Le unità in stealth possono avvicinarsi per eliminare gli eroi nemici o sabotare strutture. Gli aerei colpiscono dall'alto per indebolire le forze avversarie o esplorano zone lontane della mappa per scoprire piani nascosti. Gli upgrade degli edifici aggiungono strutture e difese che consolidano la posizione nel tempo. Le due fazioni propongono stili di gioco diversi: il Clan degli Osservatori del Cielo si affida a unità e leadership di origine umana, mentre gli Automata schierano sentinelle robotiche con capacità e strategie proprie.
Modalità di gioco
La campagna single-player segue i leader del Clan degli Osservatori del Cielo attraverso una serie di missioni che approfondiscono l'universo del gioco. La modalità schermaglia genera mappe casuali per ogni partita, offrendo campi di battaglia sempre diversi contro l'IA. Il multiplayer permette di sfidare altri giocatori online per mettere alla prova mazzi e tattiche.
Si può partire da mazzi predefiniti per un accesso immediato, oppure creare composizioni personalizzate per bilanciare tipi di unità e abilità in base al proprio stile. Tutte le modalità premiano la scelta oculata del posizionamento e l'uso delle abilità più che la superiorità numerica.
Fazioni e meccaniche principali
Il Clan degli Osservatori del Cielo rappresenta le tribù umane sopravvissute e punta su operazioni coordinate tra forze di terra e aeree. Gli Automata agiscono come macchine autonome con abilità orientate al sabotaggio e alla pressione costante. Entrambe le fazioni attingono alle stesse categorie di unità, ma le differenziano attraverso eroi e sinergie uniche.
La gestione delle risorse è fondamentale in un mondo dalle scorte esaurite: i giocatori esplorano insediamenti e città in rovina per recuperare ciò che resta. Gli scontri premiano il posizionamento intelligente e il tempismo nell'uso delle abilità speciali più che la forza bruta.
Vale la pena giocarci?
Last Days of Old Earth propone un'esperienza a turni concentrata sulla personalizzazione dei mazzi e sul combattimento tattico in un contesto di migrazione post-apocalittica. È indicato per chi apprezza sessioni di strategia ponderate, con enfasi su abilità delle unità, terreno e differenze tra fazioni, piuttosto che su un'espansione su larga scala.
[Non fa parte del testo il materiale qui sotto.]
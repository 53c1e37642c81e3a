//! Navbar mobile menu.
//!
//! The hamburger toggles the menu, following a link closes it, and growing
//! the window past the breakpoint closes it too. While open, the page body
//! must not scroll.

/// Widths above this get the desktop navbar.
pub const MOBILE_MENU_BREAKPOINT: f64 = 768.0;

#[derive(Debug, Clone, Copy, Default, PartialEq, Eq)]
pub struct MobileMenu {
    open: bool,
}

impl MobileMenu {
    pub fn new() -> Self {
        Self::default()
    }

    /// Hamburger pressed. Returns the new state.
    pub fn toggle(&mut self) -> bool {
        self.open = !self.open;
        self.open
    }

    pub fn on_link_click(&mut self) {
        self.open = false;
    }

    /// Returns true if the resize closed an open menu.
    pub fn on_resize(&mut self, width: f64) -> bool {
        if self.open && width > MOBILE_MENU_BREAKPOINT {
            self.open = false;
            return true;
        }
        false
    }

    pub fn is_open(&self) -> bool {
        self.open
    }

    pub fn locks_scroll(&self) -> bool {
        self.open
    }

    /// Value for the body's `overflow` style. Empty restores the default.
    pub fn body_overflow(&self) -> &'static str {
        if self.locks_scroll() {
            "hidden"
        } else {
            ""
        }
    }
}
Il gioco è uscito nel 2016 e rimane disponibile come titolo completo, senza contenuti stagionali o aggiornamenti importanti. Le recensioni sono contrastanti: alcuni apprezzano le meccaniche distinte delle fazioni, altri segnalano una profondità limitata in certi sistemi. Chi cerca uno strategico compatto con campagna e multiplayer può trovare interessante il suo ciclo di gioco; chi preferisce titoli più ampi o in continuo aggiornamento potrebbe valutare alternative.